___ EXERCISE DATA

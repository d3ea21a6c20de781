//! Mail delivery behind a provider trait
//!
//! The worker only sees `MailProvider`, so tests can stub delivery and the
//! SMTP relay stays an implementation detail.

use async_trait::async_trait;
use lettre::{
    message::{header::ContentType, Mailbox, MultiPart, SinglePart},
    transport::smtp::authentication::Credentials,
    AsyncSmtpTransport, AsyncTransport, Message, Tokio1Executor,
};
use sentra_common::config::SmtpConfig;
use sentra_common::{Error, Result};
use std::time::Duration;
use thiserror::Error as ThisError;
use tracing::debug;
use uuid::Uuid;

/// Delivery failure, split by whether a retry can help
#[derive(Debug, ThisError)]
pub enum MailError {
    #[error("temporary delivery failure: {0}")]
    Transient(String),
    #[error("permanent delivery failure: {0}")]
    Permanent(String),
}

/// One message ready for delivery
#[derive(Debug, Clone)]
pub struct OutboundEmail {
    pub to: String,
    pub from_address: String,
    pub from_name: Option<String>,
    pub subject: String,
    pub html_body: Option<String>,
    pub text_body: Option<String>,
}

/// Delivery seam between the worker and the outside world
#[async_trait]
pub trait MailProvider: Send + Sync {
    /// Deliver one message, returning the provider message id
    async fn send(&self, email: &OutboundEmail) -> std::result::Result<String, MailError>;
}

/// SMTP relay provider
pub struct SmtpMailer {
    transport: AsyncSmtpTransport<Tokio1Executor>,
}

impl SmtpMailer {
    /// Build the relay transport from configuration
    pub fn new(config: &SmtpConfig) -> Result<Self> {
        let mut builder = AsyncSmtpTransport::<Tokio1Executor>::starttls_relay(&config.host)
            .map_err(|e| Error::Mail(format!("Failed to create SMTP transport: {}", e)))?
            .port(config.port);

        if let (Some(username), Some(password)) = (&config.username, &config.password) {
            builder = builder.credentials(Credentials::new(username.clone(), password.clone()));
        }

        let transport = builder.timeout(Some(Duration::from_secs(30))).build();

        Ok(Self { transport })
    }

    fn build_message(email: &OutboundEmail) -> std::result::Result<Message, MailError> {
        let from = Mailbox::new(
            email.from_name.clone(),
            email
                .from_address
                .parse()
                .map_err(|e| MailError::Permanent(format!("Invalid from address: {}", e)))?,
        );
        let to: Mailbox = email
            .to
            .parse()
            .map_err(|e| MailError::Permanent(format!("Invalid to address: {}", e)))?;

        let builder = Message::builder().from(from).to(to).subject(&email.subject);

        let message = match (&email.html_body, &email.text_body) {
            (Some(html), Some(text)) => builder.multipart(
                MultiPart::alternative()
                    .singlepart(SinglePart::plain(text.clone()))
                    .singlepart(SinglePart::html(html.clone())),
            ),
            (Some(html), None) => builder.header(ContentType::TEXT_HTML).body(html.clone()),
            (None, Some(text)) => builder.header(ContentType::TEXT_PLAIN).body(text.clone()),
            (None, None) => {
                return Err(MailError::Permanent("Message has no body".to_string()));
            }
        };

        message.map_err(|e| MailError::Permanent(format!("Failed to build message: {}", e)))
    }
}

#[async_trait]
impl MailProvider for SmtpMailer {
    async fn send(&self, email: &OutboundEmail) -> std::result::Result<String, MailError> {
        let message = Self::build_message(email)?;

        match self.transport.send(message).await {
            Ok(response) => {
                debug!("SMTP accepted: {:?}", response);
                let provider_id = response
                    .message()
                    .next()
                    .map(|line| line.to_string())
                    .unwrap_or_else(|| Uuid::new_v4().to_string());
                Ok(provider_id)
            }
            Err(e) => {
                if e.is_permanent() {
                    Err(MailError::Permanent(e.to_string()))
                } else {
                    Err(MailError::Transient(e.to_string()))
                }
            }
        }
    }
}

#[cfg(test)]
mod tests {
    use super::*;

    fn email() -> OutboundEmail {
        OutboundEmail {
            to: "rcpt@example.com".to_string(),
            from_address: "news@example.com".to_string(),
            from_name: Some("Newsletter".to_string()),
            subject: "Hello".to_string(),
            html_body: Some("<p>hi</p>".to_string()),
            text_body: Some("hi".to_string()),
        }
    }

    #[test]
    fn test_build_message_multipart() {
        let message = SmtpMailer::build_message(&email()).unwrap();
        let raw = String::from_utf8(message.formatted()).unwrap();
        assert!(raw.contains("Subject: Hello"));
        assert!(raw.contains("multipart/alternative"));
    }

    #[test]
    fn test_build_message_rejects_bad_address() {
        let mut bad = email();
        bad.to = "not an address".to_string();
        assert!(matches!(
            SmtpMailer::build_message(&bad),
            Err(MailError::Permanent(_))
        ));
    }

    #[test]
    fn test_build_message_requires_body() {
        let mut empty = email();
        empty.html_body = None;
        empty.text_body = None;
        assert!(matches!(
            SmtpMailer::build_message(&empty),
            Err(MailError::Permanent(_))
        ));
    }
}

______

Start at the first line of the material and transcribe each line exactly, stopping once the line containing "use uuid::Uuid;" has been written.

> [SOLUTION TO THIS TASK]:
repository d3ea21a6c20de781
//! Mail delivery behind a provider trait
//!
//! The worker only sees `MailProvider`, so tests can stub delivery and the
//! SMTP relay stays an implementation detail.

use async_trait::async_trait;
use lettre::{
    message::{header::ContentType, Mailbox, MultiPart, SinglePart},
    transport::smtp::authentication::Credentials,
    AsyncSmtpTransport, AsyncTransport, Message, Tokio1Executor,
};
use sentra_common::config::SmtpConfig;
use sentra_common::{Error, Result};
use std::time::Duration;
use thiserror::Error as ThisError;
use tracing::debug;
use uuid::Uuid;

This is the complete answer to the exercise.